[Entries supplied]

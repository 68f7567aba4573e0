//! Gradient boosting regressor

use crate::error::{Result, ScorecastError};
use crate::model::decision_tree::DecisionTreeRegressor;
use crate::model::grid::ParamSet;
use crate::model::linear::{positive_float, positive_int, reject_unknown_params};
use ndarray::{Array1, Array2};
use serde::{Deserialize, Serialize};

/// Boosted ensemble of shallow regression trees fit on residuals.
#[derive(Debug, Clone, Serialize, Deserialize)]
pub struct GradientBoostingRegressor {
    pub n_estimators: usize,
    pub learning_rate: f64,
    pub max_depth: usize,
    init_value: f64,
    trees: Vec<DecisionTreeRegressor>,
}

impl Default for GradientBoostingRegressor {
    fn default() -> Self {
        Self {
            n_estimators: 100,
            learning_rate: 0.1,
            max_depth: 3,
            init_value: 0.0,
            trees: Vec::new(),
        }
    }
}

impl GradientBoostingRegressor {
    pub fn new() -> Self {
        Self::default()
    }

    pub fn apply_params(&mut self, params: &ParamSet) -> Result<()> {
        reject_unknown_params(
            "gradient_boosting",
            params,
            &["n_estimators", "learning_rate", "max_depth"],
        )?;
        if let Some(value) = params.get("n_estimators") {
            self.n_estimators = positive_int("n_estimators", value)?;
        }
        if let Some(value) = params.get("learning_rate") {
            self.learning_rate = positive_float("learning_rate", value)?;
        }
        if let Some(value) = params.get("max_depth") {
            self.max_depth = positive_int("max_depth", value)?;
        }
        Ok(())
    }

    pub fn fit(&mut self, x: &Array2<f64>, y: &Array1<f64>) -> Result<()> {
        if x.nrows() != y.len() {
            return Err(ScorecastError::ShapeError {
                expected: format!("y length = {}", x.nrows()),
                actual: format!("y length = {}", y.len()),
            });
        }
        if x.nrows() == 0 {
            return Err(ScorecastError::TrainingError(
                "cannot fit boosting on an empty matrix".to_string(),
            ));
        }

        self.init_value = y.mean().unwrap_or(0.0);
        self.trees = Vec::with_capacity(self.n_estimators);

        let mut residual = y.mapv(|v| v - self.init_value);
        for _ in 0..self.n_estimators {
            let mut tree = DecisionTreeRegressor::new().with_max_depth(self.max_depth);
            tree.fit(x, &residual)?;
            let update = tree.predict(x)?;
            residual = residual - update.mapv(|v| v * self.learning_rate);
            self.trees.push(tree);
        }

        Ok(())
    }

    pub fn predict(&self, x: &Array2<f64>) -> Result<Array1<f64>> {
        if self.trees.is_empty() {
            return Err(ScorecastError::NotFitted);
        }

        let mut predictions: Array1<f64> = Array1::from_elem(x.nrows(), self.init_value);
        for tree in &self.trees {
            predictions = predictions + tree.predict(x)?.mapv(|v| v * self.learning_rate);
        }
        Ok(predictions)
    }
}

[/Entries supplied]

What to do
Every entry above has to be returned exactly as written.

Exercise output
repository 68f7567aba4573e0
//! Gradient boosting regressor

use crate::error::{Result, ScorecastError};
use crate::model::decision_tree::DecisionTreeRegressor;
use crate::model::grid::ParamSet;
use crate::model::linear::{positive_float, positive_int, reject_unknown_params};
use ndarray::{Array1, Array2};
use serde::{Deserialize, Serialize};

/// Boosted ensemble of shallow regression trees fit on residuals.
#[derive(Debug, Clone, Serialize, Deserialize)]
pub struct GradientBoostingRegressor {
    pub n_estimators: usize,
    pub learning_rate: f64,
    pub max_depth: usize,
    init_value: f64,
    trees: Vec<DecisionTreeRegressor>,
}

impl Default for GradientBoostingRegressor {
    fn default() -> Self {
        Self {
            n_estimators: 100,
            learning_rate: 0.1,
            max_depth: 3,
            init_value: 0.0,
            trees: Vec::new(),
        }
    }
}

impl GradientBoostingRegressor {
    pub fn new() -> Self {
        Self::default()
    }

    pub fn apply_params(&mut self, params: &ParamSet) -> Result<()> {
        reject_unknown_params(
            "gradient_boosting",
            params,
            &["n_estimators", "learning_rate", "max_depth"],
        )?;
        if let Some(value) = params.get("n_estimators") {
            self.n_estimators = positive_int("n_estimators", value)?;
        }
        if let Some(value) = params.get("learning_rate") {
            self.learning_rate = positive_float("learning_rate", value)?;
        }
        if let Some(value) = params.get("max_depth") {
            self.max_depth = positive_int("max_depth", value)?;
        }
        Ok(())
    }

    pub fn fit(&mut self, x: &Array2<f64>, y: &Array1<f64>) -> Result<()> {
        if x.nrows() != y.len() {
            return Err(ScorecastError::ShapeError {
                expected: format!("y length = {}", x.nrows()),
                actual: format!("y length = {}", y.len()),
            });
        }
        if x.nrows() == 0 {
            return Err(ScorecastError::TrainingError(
                "cannot fit boosting on an empty matrix".to_string(),
            ));
        }

        self.init_value = y.mean().unwrap_or(0.0);
        self.trees = Vec::with_capacity(self.n_estimators);

        let mut residual = y.mapv(|v| v - self.init_value);
        for _ in 0..self.n_estimators {
            let mut tree = DecisionTreeRegressor::new().with_max_depth(self.max_depth);
            tree.fit(x, &residual)?;
            let update = tree.predict(x)?;
            residual = residual - update.mapv(|v| v * self.learning_rate);
            self.trees.push(tree);
        }

        Ok(())
    }

    pub fn predict(&self, x: &Array2<f64>) -> Result<Array1<f64>> {
        if self.trees.is_empty() {
            return Err(ScorecastError::NotFitted);
        }

        let mut predictions: Array1<f64> = Array1::from_elem(x.nrows(), self.init_value);
        for tree in &self.trees {
            predictions = predictions + tree.predict(x)?.mapv(|v| v * self.learning_rate);
        }
        Ok(predictions)
    }
}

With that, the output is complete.